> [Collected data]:
*****

//! Configuration for the trailhead RAG service

use std::path::{Path, PathBuf};

use serde::{Deserialize, Serialize};

use crate::error::{Error, Result};

/// Main service configuration
///
/// Loaded from an optional TOML file (`trailhead.toml`) with environment
/// variables filling in the Elasticsearch connection. The three `ES_*`
/// variables are required: startup fails immediately when any is missing.
#[derive(Debug, Clone, Default, Serialize, Deserialize)]
pub struct AppConfig {
    /// HTTP server configuration
    #[serde(default)]
    pub server: ServerConfig,
    /// Elasticsearch connection and hybrid-search tuning
    #[serde(default)]
    pub search: SearchConfig,
    /// CLIP embedding model configuration
    #[serde(default)]
    pub embedding: EmbeddingConfig,
    /// Ollama/LLM configuration
    #[serde(default)]
    pub llm: LlmConfig,
    /// Ingestion configuration
    #[serde(default)]
    pub ingest: IngestConfig,
}

impl AppConfig {
    /// Load configuration: TOML file if present, then environment overrides,
    /// then validation. The file path defaults to `trailhead.toml` in the
    /// working directory and can be overridden with `TRAILHEAD_CONFIG`.
    pub fn load() -> Result<Self> {
        let path = std::env::var("TRAILHEAD_CONFIG")
            .map(PathBuf::from)
            .unwrap_or_else(|_| PathBuf::from("trailhead.toml"));

        let mut config = if path.exists() {
            Self::from_file(&path)?
        } else {
            Self::default()
        };

        config.apply_env();
        config.validate()?;
        Ok(config)
    }

    /// Parse configuration from a TOML file
    pub fn from_file(path: &Path) -> Result<Self> {
        let raw = std::fs::read_to_string(path)?;
        toml::from_str(&raw)
            .map_err(|e| Error::Config(format!("failed to parse {}: {}", path.display(), e)))
    }

    /// Fill connection settings from the environment
    fn apply_env(&mut self) {
        if let Ok(host) = std::env::var("ES_HOST") {
            self.search.host = host;
        }
        if let Ok(key) = std::env::var("ES_API_KEY") {
            self.search.api_key = key;
        }
        if let Ok(index) = std::env::var("ES_INDEX") {
            self.search.index = index;
        }
        if let Ok(url) = std::env::var("OLLAMA_HOST") {
            self.llm.base_url = url;
        }
        if let Ok(dir) = std::env::var("TRAILHEAD_MODEL_DIR") {
            self.embedding.model_dir = PathBuf::from(dir);
        }
    }

    /// Fail fast on missing required settings
    pub fn validate(&self) -> Result<()> {
        if self.search.host.is_empty() {
            return Err(Error::Config("ES_HOST is not set".to_string()));
        }
        if self.search.api_key.is_empty() {
            return Err(Error::Config("ES_API_KEY is not set".to_string()));
        }
        if self.search.index.is_empty() {
            return Err(Error::Config("ES_INDEX is not set".to_string()));
        }
        Ok(())
    }
}

/// HTTP server configuration
#[derive(Debug, Clone, Serialize, Deserialize)]
#[serde(default)]
pub struct ServerConfig {
    /// Host address
    pub host: String,
    /// Port number
    pub port: u16,
    /// Enable CORS
    pub enable_cors: bool,
}

impl Default for ServerConfig {
    fn default() -> Self {
        Self {
            host: "0.0.0.0".to_string(),
            port: 8080,
            enable_cors: true,
        }
    }
}

/// Elasticsearch connection and hybrid-search tuning
#[derive(Debug, Clone, Serialize, Deserialize)]
#[serde(default)]
pub struct SearchConfig {
    /// Elasticsearch endpoint URL
    pub host: String,
    /// API key for the `Authorization: ApiKey` header
    pub api_key: String,
    /// Index name
    pub index: String,
    /// Top-k per knn retriever branch
    pub knn_k: usize,
    /// Candidate pool per knn retriever branch
    pub num_candidates: usize,
    /// Final result size after rank fusion
    pub result_size: usize,
    /// Use the server-side `retriever.rrf` request. Clusters without the RRF
    /// retriever (pre-8.14 or basic license) need this off; the three branches
    /// then run as separate searches fused client-side.
    pub server_side_fusion: bool,
    /// Request timeout in seconds
    pub timeout_secs: u64,
}

impl Default for SearchConfig {
    fn default() -> Self {
        Self {
            host: String::new(),
            api_key: String::new(),
            index: String::new(),
            knn_k: 10,
            num_candidates: 100,
            result_size: 3,
            server_side_fusion: true,
            timeout_secs: 30,
        }
    }
}

/// CLIP embedding model configuration
#[derive(Debug, Clone, Serialize, Deserialize)]
#[serde(default)]
pub struct EmbeddingConfig {
    /// Directory holding `text_model.onnx`, `vision_model.onnx`, `tokenizer.json`
    pub model_dir: PathBuf,
    /// Embedding dimensions (512 for CLIP ViT-B/32)
    pub dimensions: usize,
    /// Square resolution images are resized to before feature extraction
    pub image_size: u32,
    /// Maximum token sequence length (CLIP is trained at 77)
    pub max_tokens: usize,
}

impl Default for EmbeddingConfig {
    fn default() -> Self {
        Self {
            model_dir: PathBuf::from("models/clip-vit-base-patch32"),
            dimensions: 512,
            image_size: 224,
            max_tokens: 77,
        }
    }
}

/// LLM (Ollama) configuration
#[derive(Debug, Clone, Serialize, Deserialize)]
#[serde(default)]
pub struct LlmConfig {
    /// Ollama base URL
    pub base_url: String,
    /// Chat model name
    pub model: String,
    /// Temperature for parameter extraction (deterministic structured output)
    pub extraction_temperature: f32,
    /// Temperature for answer synthesis (varied prose)
    pub synthesis_temperature: f32,
    /// Request timeout in seconds
    pub timeout_secs: u64,
}

impl Default for LlmConfig {
    fn default() -> Self {
        Self {
            base_url: "http://localhost:11434".to_string(),
            model: "cogito:3b".to_string(),
            extraction_temperature: 0.0,
            synthesis_temperature: 0.3,
            timeout_secs: 120,
        }
    }
}

/// Ingestion configuration
#[derive(Debug, Clone, Serialize, Deserialize)]
#[serde(default)]
pub struct IngestConfig {
    /// Directory holding per-photo metadata JSON files and their images
    pub metadata_dir: PathBuf,
}

impl Default for IngestConfig {
    fn default() -> Self {
        Self {
            metadata_dir: PathBuf::from("images_metadata"),
        }
    }
}

#[cfg(test)]
mod tests {
    use super::*;

    #[test]
    fn test_defaults() {
        let config = AppConfig::default();
        assert_eq!(config.search.knn_k, 10);
        assert_eq!(config.search.num_candidates, 100);
        assert_eq!(config.search.result_size, 3);
        assert!(config.search.server_side_fusion);
        assert_eq!(config.llm.extraction_temperature, 0.0);
        assert_eq!(config.llm.synthesis_temperature, 0.3);
        assert_eq!(config.embedding.dimensions, 512);
        assert_eq!(config.embedding.image_size, 224);
    }

    #[test]
    fn test_validate_rejects_missing_connection() {
        let config = AppConfig::default();
        let err = config.validate().unwrap_err();
        assert!(err.to_string().contains("ES_HOST"));

        let mut config = AppConfig::default();
        config.search.host = "https://example.es.io:9243".to_string();
        let err = config.validate().unwrap_err();
        assert!(err.to_string().contains("ES_API_KEY"));

        config.search.api_key = "key".to_string();
        let err = config.validate().unwrap_err();
        assert!(err.to_string().contains("ES_INDEX"));

        config.search.index = "parks_photos".to_string();
        assert!(config.validate().is_ok());
    }

    #[test]
    fn test_toml_round_trip() {
        let toml_src = r#"
            [search]
            host = "https://example.es.io:9243"
            api_key = "secret"
            index = "parks_photos"
            result_size = 5
            server_side_fusion = false

            [llm]
            model = "llama3.2:3b"
        "#;
        let config: AppConfig = toml::from_str(toml_src).unwrap();
        assert_eq!(config.search.result_size, 5);
        assert!(!config.search.server_side_fusion);
        assert_eq!(config.llm.model, "llama3.2:3b");
        // Untouched sections keep their defaults
        assert_eq!(config.search.knn_k, 10);
        assert_eq!(config.server.port, 8080);
    }
}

*****

> [DIRECTIONS]:
Transcribe the records exactly as they appear.

> [TASK RESPONSE]:
//! Configuration for the trailhead RAG service

use std::path::{Path, PathBuf};

use serde::{Deserialize, Serialize};

use crate::error::{Error, Result};

/// Main service configuration
///
/// Loaded from an optional TOML file (`trailhead.toml`) with environment
/// variables filling in the Elasticsearch connection. The three `ES_*`
/// variables are required: startup fails immediately when any is missing.
#[derive(Debug, Clone, Default, Serialize, Deserialize)]
pub struct AppConfig {
    /// HTTP server configuration
    #[serde(default)]
    pub server: ServerConfig,
    /// Elasticsearch connection and hybrid-search tuning
    #[serde(default)]
    pub search: SearchConfig,
    /// CLIP embedding model configuration
    #[serde(default)]
    pub embedding: EmbeddingConfig,
    /// Ollama/LLM configuration
    #[serde(default)]
    pub llm: LlmConfig,
    /// Ingestion configuration
    #[serde(default)]
    pub ingest: IngestConfig,
}

impl AppConfig {
    /// Load configuration: TOML file if present, then environment overrides,
    /// then validation. The file path defaults to `trailhead.toml` in the
    /// working directory and can be overridden with `TRAILHEAD_CONFIG`.
    pub fn load() -> Result<Self> {
        let path = std::env::var("TRAILHEAD_CONFIG")
            .map(PathBuf::from)
            .unwrap_or_else(|_| PathBuf::from("trailhead.toml"));

        let mut config = if path.exists() {
            Self::from_file(&path)?
        } else {
            Self::default()
        };

        config.apply_env();
        config.validate()?;
        Ok(config)
    }

    /// Parse configuration from a TOML file
    pub fn from_file(path: &Path) -> Result<Self> {
        let raw = std::fs::read_to_string(path)?;
        toml::from_str(&raw)
            .map_err(|e| Error::Config(format!("failed to parse {}: {}", path.display(), e)))
    }

    /// Fill connection settings from the environment
    fn apply_env(&mut self) {
        if let Ok(host) = std::env::var("ES_HOST") {
            self.search.host = host;
        }
        if let Ok(key) = std::env::var("ES_API_KEY") {
            self.search.api_key = key;
        }
        if let Ok(index) = std::env::var("ES_INDEX") {
            self.search.index = index;
        }
        if let Ok(url) = std::env::var("OLLAMA_HOST") {
            self.llm.base_url = url;
        }
        if let Ok(dir) = std::env::var("TRAILHEAD_MODEL_DIR") {
            self.embedding.model_dir = PathBuf::from(dir);
        }
    }

    /// Fail fast on missing required settings
    pub fn validate(&self) -> Result<()> {
        if self.search.host.is_empty() {
            return Err(Error::Config("ES_HOST is not set".to_string()));
        }
        if self.search.api_key.is_empty() {
            return Err(Error::Config("ES_API_KEY is not set".to_string()));
        }
        if self.search.index.is_empty() {
            return Err(Error::Config("ES_INDEX is not set".to_string()));
        }
        Ok(())
    }
}

/// HTTP server configuration
#[derive(Debug, Clone, Serialize, Deserialize)]
#[serde(default)]
pub struct ServerConfig {
    /// Host address
    pub host: String,
    /// Port number
    pub port: u16,
    /// Enable CORS
    pub enable_cors: bool,
}

impl Default for ServerConfig {
    fn default() -> Self {
        Self {
            host: "0.0.0.0".to_string(),
            port: 8080,
            enable_cors: true,
        }
    }
}

/// Elasticsearch connection and hybrid-search tuning
#[derive(Debug, Clone, Serialize, Deserialize)]
#[serde(default)]
pub struct SearchConfig {
    /// Elasticsearch endpoint URL
    pub host: String,
    /// API key for the `Authorization: ApiKey` header
    pub api_key: String,
    /// Index name
    pub index: String,
    /// Top-k per knn retriever branch
    pub knn_k: usize,
    /// Candidate pool per knn retriever branch
    pub num_candidates: usize,
    /// Final result size after rank fusion
    pub result_size: usize,
    /// Use the server-side `retriever.rrf` request. Clusters without the RRF
    /// retriever (pre-8.14 or basic license) need this off; the three branches
    /// then run as separate searches fused client-side.
    pub server_side_fusion: bool,
    /// Request timeout in seconds
    pub timeout_secs: u64,
}

impl Default for SearchConfig {
    fn default() -> Self {
        Self {
            host: String::new(),
            api_key: String::new(),
            index: String::new(),
            knn_k: 10,
            num_candidates: 100,
            result_size: 3,
            server_side_fusion: true,
            timeout_secs: 30,
        }
    }
}

/// CLIP embedding model configuration
#[derive(Debug, Clone, Serialize, Deserialize)]
#[serde(default)]
pub struct EmbeddingConfig {
    /// Directory holding `text_model.onnx`, `vision_model.onnx`, `tokenizer.json`
    pub model_dir: PathBuf,
    /// Embedding dimensions (512 for CLIP ViT-B/32)
    pub dimensions: usize,
    /// Square resolution images are resized to before feature extraction
    pub image_size: u32,
    /// Maximum token sequence length (CLIP is trained at 77)
    pub max_tokens: usize,
}

impl Default for EmbeddingConfig {
    fn default() -> Self {
        Self {
            model_dir: PathBuf::from("models/clip-vit-base-patch32"),
            dimensions: 512,
            image_size: 224,
            max_tokens: 77,
        }
    }
}

/// LLM (Ollama) configuration
#[derive(Debug, Clone, Serialize, Deserialize)]
#[serde(default)]
pub struct LlmConfig {
    /// Ollama base URL
    pub base_url: String,
    /// Chat model name
    pub model: String,
    /// Temperature for parameter extraction (deterministic structured output)
    pub extraction_temperature: f32,
    /// Temperature for answer synthesis (varied prose)
    pub synthesis_temperature: f32,
    /// Request timeout in seconds
    pub timeout_secs: u64,
}

impl Default for LlmConfig {
    fn default() -> Self {
        Self {
            base_url: "http://localhost:11434".to_string(),
            model: "cogito:3b".to_string(),
            extraction_temperature: 0.0,
            synthesis_temperature: 0.3,
            timeout_secs: 120,
        }
    }
}

/// Ingestion configuration
#[derive(Debug, Clone, Serialize, Deserialize)]
#[serde(default)]
pub struct IngestConfig {
    /// Directory holding per-photo metadata JSON files and their images
    pub metadata_dir: PathBuf,
}

impl Default for IngestConfig {
    fn default() -> Self {
        Self {
            metadata_dir: PathBuf::from("images_metadata"),
        }
    }
}

#[cfg(test)]
mod tests {
    use super::*;

    #[test]
    fn test_defaults() {
        let config = AppConfig::default();
        assert_eq!(config.search.knn_k, 10);
        assert_eq!(config.search.num_candidates, 100);
        assert_eq!(config.search.result_size, 3);
        assert!(config.search.server_side_fusion);
        assert_eq!(config.llm.extraction_temperature, 0.0);
        assert_eq!(config.llm.synthesis_temperature, 0.3);
        assert_eq!(config.embedding.dimensions, 512);
        assert_eq!(config.embedding.image_size, 224);
    }

    #[test]
    fn test_validate_rejects_missing_connection() {
        let config = AppConfig::default();
        let err = config.validate().unwrap_err();
        assert!(err.to_string().contains("ES_HOST"));

        let mut config = AppConfig::default();
        config.search.host = "https://example.es.io:9243".to_string();
        let err = config.validate().unwrap_err();
        assert!(err.to_string().contains("ES_API_KEY"));

        config.search.api_key = "key".to_string();
        let err = config.validate().unwrap_err();
        assert!(err.to_string().contains("ES_INDEX"));

        config.search.index = "parks_photos".to_string();
        assert!(config.validate().is_ok());
    }

    #[test]
    fn test_toml_round_trip() {
        let toml_src = r#"
            [search]
            host = "https://example.es.io:9243"
            api_key = "secret"
            index = "parks_photos"
            result_size = 5
            server_side_fusion = false

            [llm]
            model = "llama3.2:3b"
        "#;
        let config: AppConfig = toml::from_str(toml_src).unwrap();
        assert_eq!(config.search.result_size, 5);
        assert!(!config.search.server_side_fusion);
        assert_eq!(config.llm.model, "llama3.2:3b");
        // Untouched sections keep their defaults
        assert_eq!(config.search.knn_k, 10);
        assert_eq!(config.server.port, 8080);
    }
}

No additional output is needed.